El Joker de Heath queda lejano ahora, intocable.
El hombre que quería ver al mundo arder, con Nolan, con Ledger, queda ahora reducido con Phoenix y con Phillips a un pobre enfermo que será crucificado más adelante. Un hombre que, empastillado, tal vez pueda ser encausado, reducido, adaptado. Hasta ahí llega su peligro. Un hombre que quería ser hijo de alguien, amigo de alguien, novio de alguien. Reproducir a un hombre de carne, en un universo de fantasía, con un sentido de la justicia que valida al vigilante súper poderoso es, como mínimo, inmoral. Un pobre diablo que, encima, pronto, será aniquilado por el súper héroe más perfecto de todos los tiempos: Batman. El súper humano que sangra en rojo. Está película no solo no entiende a su villano protagonista, tampoco a su héroe antagonista. No me hagan ni hablar de la caricatura meritocrática de Thomas Wayne porque prendo fuego todo. ¡Por Dios, es el padre de Batman, idiotas!
Más escribo más me indigno.
¿Dónde está la inteligencia superdotada del Joker? ¿Dónde está su voluntad? El Joker jamás hubiera fracasado en un escenario de comedia. Jamás. Hubiera sido levantado en andas, cargado hasta la calle sin tocar el piso. Este personaje es un despliegue de hechos fortuitos, de temor, de impotencia y miseria. Una pasarela de acciones para que su protagonista haga lo que mejor hace: sufrir. Claro que la rompe haciendo esto, por supuesto. Pero, a la larga, ¿qué nos deja esta interpretación si no es el estigma subrepticio sobre la enfermedad mental? Es una película de súper héroes que termina refrendando que hay que temer al enfermo y hay que aniquilar al loco. Y de la forma más horrible que es disfrazando todo de la revolución de los marginados. De la revancha del impotente. Todas acciones que nos distraen de un tipo que se ofrece a si mismo en holocausto total. Nada quiere más este Joker que pertenecer al sistema, no lo critica, solo lo castiga, como un hijo que choca el auto del padre pidiendo atención. Nada más lejano al Joker, nada más ajeno. Es una reducción maliciosa, enferma y complaciente. Pero también involuntaria.
El peligro del Joker de Ledger, su ferocidad, tenía asidero en su voluntad de caos. Y en su locura sin justificativo: en cada escena narraba una cosa diferente, un trauma distinto, falseándolo todo, dejando en evidencia que no había orden posible para él. La locura real, no la enfermedad. El mal real, no el brote. No había narrativa lineal que nos dejara en paz, que nos tranquilizara. Está película ordena el caos del Joker, lo debilita, le da una razón, un origen organizado. Lo destroza.
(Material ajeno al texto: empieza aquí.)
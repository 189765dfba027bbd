//! Structural and value comparison of two stores.

use std::collections::BTreeSet;

use super::store::VariantStore;
use super::variant::{Payload, Variant, VariantElement};

/// Compare two stores, printing each difference to stdout.
///
/// Returns true if any difference was found. Every key is visited; the
/// comparison does not stop at the first mismatch.
pub fn diff(a: &VariantStore, b: &VariantStore) -> bool {
    diff_with(a, b, &mut |msg: &str| println!("{msg}"))
}

/// Compare two stores, sending each difference message to `report`.
pub fn diff_with(a: &VariantStore, b: &VariantStore, report: &mut dyn FnMut(&str)) -> bool {
    let keys: BTreeSet<&str> = a
        .entries()
        .keys()
        .chain(b.entries().keys())
        .map(String::as_str)
        .collect();

    let mut differs = false;
    for key in keys {
        let message = match (a.entries().get(key), b.entries().get(key)) {
            (None, _) => format!("Element {key} does not exist in store 1."),
            (_, None) => format!("Element {key} does not exist in store 2."),
            (Some(v1), Some(v2)) if v1.type_id() != v2.type_id() => {
                format!("Element {key} has different types.")
            }
            (Some(v1), Some(v2)) if !same_values(v1, v2) => format!("Element {key} differs."),
            _ => continue,
        };
        report(&message);
        differs = true;
    }
    differs
}

/// Equality of two variants of the same type. Values compare by bit
/// pattern so a NaN written and read back is unchanged.
fn same_values(v1: &Variant, v2: &Variant) -> bool {
    fn compare<T: VariantElement>(p1: &Payload<T>, p2: &Payload<T>) -> bool {
        match (p1, p2) {
            (Payload::Matrix(m1), Payload::Matrix(m2)) => {
                m1.shape() == m2.shape() && m1.as_bytes() == m2.as_bytes()
            }
            (Payload::List(l1), Payload::List(l2)) => {
                l1.len() == l2.len() && l1.iter().zip(l2).all(|(x, y)| bits(x) == bits(y))
            }
            _ => false,
        }
    }

    fn bits<T: VariantElement>(values: &[T]) -> &[u8] {
        bytemuck::cast_slice(values)
    }

    match (v1, v2) {
        (Variant::U8(p1), Variant::U8(p2)) => compare(p1, p2),
        (Variant::U16(p1), Variant::U16(p2)) => compare(p1, p2),
        (Variant::U32(p1), Variant::U32(p2)) => compare(p1, p2),
        (Variant::F32(p1), Variant::F32(p2)) => compare(p1, p2),
        (Variant::F64(p1), Variant::F64(p2)) => compare(p1, p2),
        _ => false,
    }
}

impl VariantStore {
    /// See [`diff`].
    pub fn diff(&self, other: &VariantStore) -> bool {
        diff(self, other)
    }
}

#[cfg(test)]
mod tests {
    use super::*;
    use crate::util::Matrix;

    fn messages(a: &VariantStore, b: &VariantStore) -> (bool, Vec<String>) {
        let mut out = Vec::new();
        let differs = diff_with(a, b, &mut |m: &str| out.push(m.to_string()));
        (differs, out)
    }

    #[test]
    fn test_reports_every_difference() {
        let mut a = VariantStore::new();
        let mut b = VariantStore::new();
        a.set("only_a", &1u8);
        b.set("only_b", &1u8);
        a.set("kind", &1u16);
        b.set("kind", &1u32);
        a.set("shape", &vec![1.0f32, 2.0]);
        b.set("shape", &vec![1.0f32, 2.0, 3.0]);
        a.set("value", &vec![vec![1u32, 2], vec![3]]);
        b.set("value", &vec![vec![1u32, 2], vec![4]]);
        a.set("same", &0.5f64);
        b.set("same", &0.5f64);

        let (differs, out) = messages(&a, &b);
        assert!(differs);
        assert_eq!(
            out,
            vec![
                "Element kind has different types.",
                "Element only_a does not exist in store 2.",
                "Element only_b does not exist in store 1.",
                "Element shape differs.",
                "Element value differs.",
            ]
        );
    }

    #[test]
    fn test_symmetric_result() {
        let mut a = VariantStore::new();
        let mut b = VariantStore::new();
        a.insert("m", Matrix::<u8>::zeros(2, 3).unwrap());
        b.insert("m", Matrix::<u8>::zeros(3, 2).unwrap());
        assert_eq!(messages(&a, &b).0, messages(&b, &a).0);
        assert!(messages(&a, &b).0);

        let c = a.clone();
        assert!(!messages(&a, &c).0);
        assert!(messages(&a, &c).1.is_empty());
    }

    #[test]
    fn test_nan_equals_itself() {
        let mut a = VariantStore::new();
        a.set("nan", &f32::NAN);
        let b = a.clone();
        assert!(!a.diff(&b));
    }

    #[test]
    fn test_inner_list_lengths() {
        let mut a = VariantStore::new();
        let mut b = VariantStore::new();
        a.set("l", &vec![vec![1u8, 2], vec![]]);
        b.set("l", &vec![vec![1u8], vec![2]]);
        assert!(messages(&a, &b).0);
    }
}
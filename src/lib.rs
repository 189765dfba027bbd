//! # plystate
//!
//! Typed application state persisted to PLY files.
//!
//! A [`VariantStore`] maps string keys to dense matrices or per-entity
//! lists over `u8`, `u16`, `u32`, `f32` and `f64`. Each entry is written as
//! one PLY element named by its key, so the files stay readable by generic
//! PLY tooling.
//!
//! ## Modules
//!
//! - [`util`] - Primitive types, matrix container, errors
//! - [`ply`] - Low-level PLY reader and writer
//! - [`state`] - Variants, the store, encode/decode, diff, probe
//!
//! ## Example
//!
//! ```ignore
//! use plystate::prelude::*;
//!
//! let mut store = VariantStore::new();
//! {
//!     let mut mesh = store.scope("mesh.");
//!     mesh.set("scale", &1.5f32);
//!     mesh.set("faces", &vec![vec![0u32, 1, 2], vec![2, 3, 0]]);
//! }
//! store.save("state.ply")?;
//!
//! let loaded = VariantStore::open("state.ply")?;
//! assert!(!plystate::diff(&store, &loaded));
//! ```

pub mod util;
pub mod ply;
pub mod state;

// Re-export commonly used types
pub use util::{Error, Matrix, PrimitiveType, Result};
pub use state::{diff, is_serialized_file, ReadOptions, Variant, VariantStore, WriteOptions};

/// Prelude module for convenient imports
pub mod prelude {
    pub use crate::util::{Error, Matrix, PrimitiveType, Result};
    pub use crate::ply::Encoding;
    pub use crate::state::{
        ReadOptions, Serializable, Variant, VariantStore, VariantType, WriteOptions,
    };
}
Phoenix usa el cuerpo de The Master, fuma como Mick Jagger, baila como Elaine Benes, mata como Norman Bates y termina por llegar al programa de Tv embebido en Michael Jackson. La voz, los gestos, absolutamente todo, son de Michael Jackson. Una imitación salvaje y efectiva que termina electrizándonos a todos. De Niro no cuenta para nada, su rol podría haber sido interpretado por cualquiera, no hay duelo, ni provocación allí que no haya podido ser traída a la palestra por cualquier otro intérprete, confirmando así que la película es absoluta y redondamente de y para Phoenix.
Y él lo logra, es enorme e inolvidable en su papel: pero no es el Joker.